Determine how many lines in the listing hold "struct" and give only that number.

** THE RECORDS follows **

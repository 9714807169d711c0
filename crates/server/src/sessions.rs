//! Bearer sessions and their carts.
//!
//! A session is issued on register or login, belongs to one customer and owns
//! exactly one [`Cart`] behind its own mutex. Handlers lock that mutex for the
//! whole of a mutation so two requests on the same session are applied one
//! after the other, while different sessions never contend.
//!
//! Sessions expire `auth.session_ttl_secs` after issue. An expired token is
//! evicted when it is presented, and every new session sweeps the rest.

use std::collections::HashMap;
use std::fmt;
use std::sync::Arc;
use std::time::Duration;

use axum::extract::{FromRequestParts, State};
use axum::http::header::AUTHORIZATION;
use axum::http::request::Parts;
use axum::http::StatusCode;
use axum::routing::delete;
use axum::Router;
use chrono::{DateTime, TimeDelta, Utc};
use storefront_core::cart::Cart;
use storefront_core::domain::customer::CustomerId;
use storefront_core::errors::ApplicationError;
use tokio::sync::{Mutex, RwLock};
use tracing::info;
use uuid::Uuid;

use crate::error::{ApiError, CorrelationId};
use crate::state::AppState;

/// Opaque bearer token identifying a session.
#[derive(Clone, Debug, PartialEq, Eq, Hash)]
pub struct SessionId(String);

impl SessionId {
    pub fn as_str(&self) -> &str {
        &self.0
    }
}

impl fmt::Display for SessionId {
    fn fmt(&self, f: &mut fmt::Formatter<'_>) -> fmt::Result {
        f.write_str(&self.0)
    }
}

pub type SharedCart = Arc<Mutex<Cart>>;

struct SessionEntry {
    customer_id: CustomerId,
    cart: SharedCart,
    expires_at: DateTime<Utc>,
}

#[derive(Clone, Debug, PartialEq, Eq)]
pub struct IssuedSession {
    pub token: SessionId,
    pub expires_at: DateTime<Utc>,
}

#[derive(Clone)]
pub struct SessionStore {
    entries: Arc<RwLock<HashMap<SessionId, SessionEntry>>>,
    ttl: TimeDelta,
}

impl SessionStore {
    pub fn new(ttl: Duration) -> Self {
        let ttl = TimeDelta::from_std(ttl).unwrap_or(TimeDelta::MAX);
        Self { entries: Arc::default(), ttl }
    }

    /// Issues a fresh token with an empty cart for `customer_id`.
    pub async fn open(&self, customer_id: CustomerId) -> IssuedSession {
        self.open_at(customer_id, Utc::now()).await
    }

    pub async fn open_at(&self, customer_id: CustomerId, now: DateTime<Utc>) -> IssuedSession {
        let token = SessionId(Uuid::new_v4().to_string());
        let expires_at = now.checked_add_signed(self.ttl).unwrap_or(DateTime::<Utc>::MAX_UTC);

        let mut entries = self.entries.write().await;
        entries.retain(|_, entry| entry.expires_at > now);
        entries.insert(
            token.clone(),
            SessionEntry { customer_id, cart: Arc::new(Mutex::new(Cart::new())), expires_at },
        );
        IssuedSession { token, expires_at }
    }

    pub async fn resolve(&self, token: &str) -> Option<Session> {
        self.resolve_at(token, Utc::now()).await
    }

    /// Looks a token up, evicting it when it has expired.
    pub async fn resolve_at(&self, token: &str, now: DateTime<Utc>) -> Option<Session> {
        let id = SessionId(token.to_string());
        {
            let entries = self.entries.read().await;
            let entry = entries.get(&id)?;
            if entry.expires_at > now {
                return Some(Session {
                    id,
                    customer_id: entry.customer_id,
                    cart: Arc::clone(&entry.cart),
                });
            }
        }

        let mut entries = self.entries.write().await;
        if entries.get(&id).is_some_and(|entry| entry.expires_at <= now) {
            entries.remove(&id);
        }
        None
    }

    /// `false` when the token was not live.
    pub async fn close(&self, id: &SessionId) -> bool {
        self.entries.write().await.remove(id).is_some()
    }

    pub async fn len(&self) -> usize {
        self.entries.read().await.len()
    }
}

/// Authenticated session resolved from `Authorization: Bearer <token>`.
pub struct Session {
    pub id: SessionId,
    pub customer_id: CustomerId,
    pub cart: SharedCart,
}

impl FromRequestParts<AppState> for Session {
    type Rejection = ApiError;

    async fn from_request_parts(
        parts: &mut Parts,
        state: &AppState,
    ) -> Result<Self, Self::Rejection> {
        let correlation_id = CorrelationId::from_headers(&parts.headers);
        let token = parts
            .headers
            .get(AUTHORIZATION)
            .and_then(|value| value.to_str().ok())
            .and_then(bearer_token);

        let Some(token) = token else {
            return Err(ApiError::from_application(
                ApplicationError::Unauthenticated,
                &correlation_id,
            ));
        };

        state.sessions.resolve(token).await.ok_or_else(|| {
            ApiError::from_application(ApplicationError::Unauthenticated, &correlation_id)
        })
    }
}

pub fn router() -> Router<AppState> {
    Router::new().route("/api/sessions", delete(close_session))
}

async fn close_session(
    State(state): State<AppState>,
    correlation_id: CorrelationId,
    session: Session,
) -> StatusCode {
    state.sessions.close(&session.id).await;
    let active_sessions = state.sessions.len().await;
    info!(
        event_name = "session.closed",
        correlation_id = %correlation_id.as_str(),
        customer_id = %session.customer_id,
        active_sessions,
        "session closed"
    );
    StatusCode::NO_CONTENT
}

fn bearer_token(header: &str) -> Option<&str> {
    let (scheme, token) = header.trim().split_once(' ')?;
    let token = token.trim();
    (scheme.eq_ignore_ascii_case("bearer") && !token.is_empty()).then_some(token)
}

** End of THE RECORDS **

▸ WRITTEN RESPONSE
5